Insuffisance mitrale 


Mieux supportée pendant la grossesse que la sténose mitrale du fait d'une diminution de la postcharge par diminution des résistances vasculaires systémiques, l'insuffisance mitrale (IM) expose rarement au risque d'insuffisance cardiaque, de troubles du rythme supraventriculaires et de complications thromboemboliques, mais fait peser la menace d'une endocardite infectieuse du post-partum. Dans la majorité des cas, le repos, le régime hyposodé, associés au traitement médicamenteux suffisent à contrôler une régurgitation mitrale importante. L'association de digitaliques et de diurétiques est le plus souvent utilisée. Les vasodilatateurs artériels de type hydralazine peuvent être d'une aide précieuse pour contrôler l'instabilité. Dans le cadre d'une IM sévère, l'indication d'une réparation valvulaire chirurgicale est portée avant la grossesse chez les patientes en âge de procréer.
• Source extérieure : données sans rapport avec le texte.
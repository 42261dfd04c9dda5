//! Tracing and logging setup
//!
//! Configures the `tracing` subscriber with environment-based filtering.

use crate::config::Environment;
use tracing::Level;
use tracing_subscriber::{
    fmt::{self, format::FmtSpan},
    layer::SubscriberExt,
    util::SubscriberInitExt,
    EnvFilter, Layer, Registry,
};

/// Tracing configuration options
#[derive(Debug, Clone)]
pub struct TracingConfig {
    /// Log level filter used when `RUST_LOG` is unset
    pub level: Level,
    /// Enable JSON output format
    pub json: bool,
    /// Include span events (new, close)
    pub span_events: bool,
    /// Include file and line numbers
    pub file_line: bool,
}

impl Default for TracingConfig {
    fn default() -> Self {
        Self {
            level: Level::INFO,
            json: false,
            span_events: false,
            file_line: true,
        }
    }
}

impl TracingConfig {
    /// Create a development configuration with debug logging
    #[must_use]
    pub fn development() -> Self {
        Self {
            level: Level::DEBUG,
            json: false,
            span_events: true,
            file_line: true,
        }
    }

    /// Create a production configuration with JSON logging
    #[must_use]
    pub fn production() -> Self {
        Self {
            level: Level::INFO,
            json: true,
            span_events: false,
            file_line: false,
        }
    }

    /// Preset matching the deployment environment
    #[must_use]
    pub fn for_environment(env: Environment) -> Self {
        match env {
            Environment::Development => Self::development(),
            Environment::Staging => Self::default(),
            Environment::Production => Self::production(),
        }
    }

    fn span_events(&self) -> FmtSpan {
        if self.span_events {
            FmtSpan::NEW | FmtSpan::CLOSE
        } else {
            FmtSpan::NONE
        }
    }
}

/// Try to initialize tracing with the default configuration
///
/// Uses `RUST_LOG` for filtering if set, otherwise defaults to "info".
pub fn try_init_tracing() -> Result<(), TracingError> {
    try_init_tracing_with_config(TracingConfig::default())
}

/// Try to initialize tracing with custom configuration
///
/// Returns an error instead of panicking when a global subscriber is already set.
pub fn try_init_tracing_with_config(config: TracingConfig) -> Result<(), TracingError> {
    let env_filter = EnvFilter::try_from_default_env()
        .unwrap_or_else(|_| EnvFilter::new(config.level.to_string()));

    let fmt_layer: Box<dyn Layer<Registry> + Send + Sync> = if config.json {
        fmt::layer()
            .json()
            .with_file(config.file_line)
            .with_line_number(config.file_line)
            .with_span_events(config.span_events())
            .boxed()
    } else {
        fmt::layer()
            .with_file(config.file_line)
            .with_line_number(config.file_line)
            .with_span_events(config.span_events())
            .boxed()
    };

    tracing_subscriber::registry()
        .with(fmt_layer)
        .with(env_filter)
        .try_init()
        .map_err(|_| TracingError::AlreadyInitialized)
}

/// Tracing initialization errors
#[derive(Debug, thiserror::Error)]
pub enum TracingError {
    #[error("Tracing subscriber already initialized")]
    AlreadyInitialized,
}

#[cfg(test)]
mod tests {
    use super::*;

    #[test]
    fn test_default_config() {
        let config = TracingConfig::default();
        assert_eq!(config.level, Level::INFO);
        assert!(!config.json);
        assert!(config.file_line);
    }

    #[test]
    fn test_environment_presets() {
        let dev = TracingConfig::for_environment(Environment::Development);
        assert_eq!(dev.level, Level::DEBUG);
        assert!(dev.span_events);

        let prod = TracingConfig::for_environment(Environment::Production);
        assert!(prod.json);
        assert!(!prod.file_line);
    }

    #[test]
    fn test_second_init_reports_already_initialized() {
        // The first call may race other tests in this binary; the second never succeeds.
        let _ = try_init_tracing();
        assert!(matches!(try_init_tracing(), Err(TracingError::AlreadyInitialized)));
    }
}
Dans les cas de fuites sévères et résistantes au traitement médical, une réparation pergravidique sous circulation extracorporelle est indiquée mais reste grevée d'une mortalité foetale de 50 %. Le prolapsus valvulaire mitral confirmé par échocardiographie touche 2 % des femmes en âge de procréer. Dans ses formes rythmiques, il est particulièrement recommandé de prescrire un traitement bêtabloquant. La période de l'accouchement doit être impérativement entourée d'une prophylaxie de l'endocardite. La maladie mitrale expose aux mêmes risques gravidiques que les valvulopathies mitrales précédemment décrites, bien qu'elle soit en général mieux tolérée.


Valvulopathie aortique


L'insuffisance aortique pure suit le même profil évolutif que les régurgitations mitrales par le biais de la réduction des résistances vasculaires systémiques et l'augmentation de la fréquence cardiaque qui réduisent le temps de diastole. Les fuites aortiques exposent cependant au risque d'endocardite bactérienne, d'insuffisance coronaire fonctionnelle et d'insuffisance ventriculaire gauche. Chez les patientes symptomatiques, un traitement digitalique et diurétique, associé à l'hydralazine, peut permettre un bon contrôle de la valvulopathie. 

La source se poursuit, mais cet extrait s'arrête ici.